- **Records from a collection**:
◇ ◇ ◇ ◇ ◇

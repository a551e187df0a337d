//! Relationship Metadata - declared edges between model definitions

use serde::{Deserialize, Serialize};

/// Defines the type of relationship between models
#[derive(Debug, Clone, Copy, PartialEq, Eq, Hash, Serialize, Deserialize)]
pub enum RelationKind {
    /// One-to-many: the target carries a key pointing at the owner
    HasMany,
    /// Many-to-one: the owner carries a key pointing at the target
    BelongsTo,
    /// Many-to-many through a junction model
    ManyToMany,
}

impl RelationKind {
    /// Returns true if this relationship returns a collection
    pub fn is_collection(self) -> bool {
        matches!(self, Self::HasMany | Self::ManyToMany)
    }
}

/// Junction used by a relation
#[derive(Debug, Clone, PartialEq, Eq, Serialize, Deserialize)]
pub struct ThroughConfig {
    /// Junction model name
    pub model: String,
    /// Junction table name
    pub table: String,
    /// Junction column referencing the target's primary key
    pub through_key: String,
}

/// One declared relation, seen from its owning model.
///
/// Key placement by kind:
/// - `HasMany` without junction: `target.foreign_key` references `owner.pk`
/// - `HasMany`/`ManyToMany` with junction: `junction.foreign_key` references
///   `owner.pk` and `junction.through_key` references `target.pk`
/// - `BelongsTo`: `owner.foreign_key` references `target.pk`
#[derive(Debug, Clone, PartialEq, Eq, Serialize, Deserialize)]
pub struct RelationDefinition {
    pub kind: RelationKind,
    pub alias: String,
    pub owner: String,
    pub target: String,
    pub foreign_key: String,
    pub through: Option<ThroughConfig>,
}

impl RelationDefinition {
    pub fn is_collection(&self) -> bool {
        self.kind.is_collection()
    }

    pub fn through_key(&self) -> Option<&str> {
        self.through.as_ref().map(|t| t.through_key.as_str())
    }
}

/// Parameters for `declare_has_many`
#[derive(Debug, Clone, Default)]
pub struct HasManyOptions {
    pub alias: Option<String>,
    pub foreign_key: Option<String>,
    /// Junction model name
    pub through: Option<String>,
    pub through_key: Option<String>,
}

impl HasManyOptions {
    pub fn new(foreign_key: impl Into<String>) -> Self {
        Self {
            foreign_key: Some(foreign_key.into()),
            ..Default::default()
        }
    }

    pub fn alias(mut self, alias: impl Into<String>) -> Self {
        self.alias = Some(alias.into());
        self
    }

    pub fn through(mut self, model: impl Into<String>) -> Self {
        self.through = Some(model.into());
        self
    }

    pub fn through_key(mut self, key: impl Into<String>) -> Self {
        self.through_key = Some(key.into());
        self
    }
}

/// Parameters for `declare_belongs_to`
#[derive(Debug, Clone, Default)]
pub struct BelongsToOptions {
    pub alias: Option<String>,
    pub foreign_key: Option<String>,
}

impl BelongsToOptions {
    pub fn new(foreign_key: impl Into<String>) -> Self {
        Self {
            foreign_key: Some(foreign_key.into()),
            ..Default::default()
        }
    }

    pub fn alias(mut self, alias: impl Into<String>) -> Self {
        self.alias = Some(alias.into());
        self
    }
}

/// Parameters for `declare_many_to_many`
#[derive(Debug, Clone, Default)]
pub struct ManyToManyOptions {
    /// Alias on the first model (defaults to the pluralized second model)
    pub alias: Option<String>,
    /// Alias on the second model (defaults to the pluralized first model)
    pub inverse_alias: Option<String>,
    /// Junction key referencing the first model
    pub from_key: Option<String>,
    /// Junction key referencing the second model
    pub to_key: Option<String>,
    /// Existing junction model name
    pub through: Option<String>,
}

impl ManyToManyOptions {
    pub fn new() -> Self {
        Self::default()
    }

    pub fn alias(mut self, alias: impl Into<String>) -> Self {
        self.alias = Some(alias.into());
        self
    }

    pub fn inverse_alias(mut self, alias: impl Into<String>) -> Self {
        self.inverse_alias = Some(alias.into());
        self
    }

    pub fn from_key(mut self, key: impl Into<String>) -> Self {
        self.from_key = Some(key.into());
        self
    }

    pub fn to_key(mut self, key: impl Into<String>) -> Self {
        self.to_key = Some(key.into());
        self
    }

    pub fn through(mut self, model: impl Into<String>) -> Self {
        self.through = Some(model.into());
        self
    }
}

◇ ◇ ◇ ◇ ◇

- **HOW TO COMPLETE THIS TASK**:
Wherever the string "references" is found in the entries, copy the line it sits in.

- **SOLUTION TO THE PROBLEM**:
/// - `HasMany` without junction: `target.foreign_key` references `owner.pk`
/// - `HasMany`/`ManyToMany` with junction: `junction.foreign_key` references
///   `owner.pk` and `junction.through_key` references `target.pk`
/// - `BelongsTo`: `owner.foreign_key` references `target.pk`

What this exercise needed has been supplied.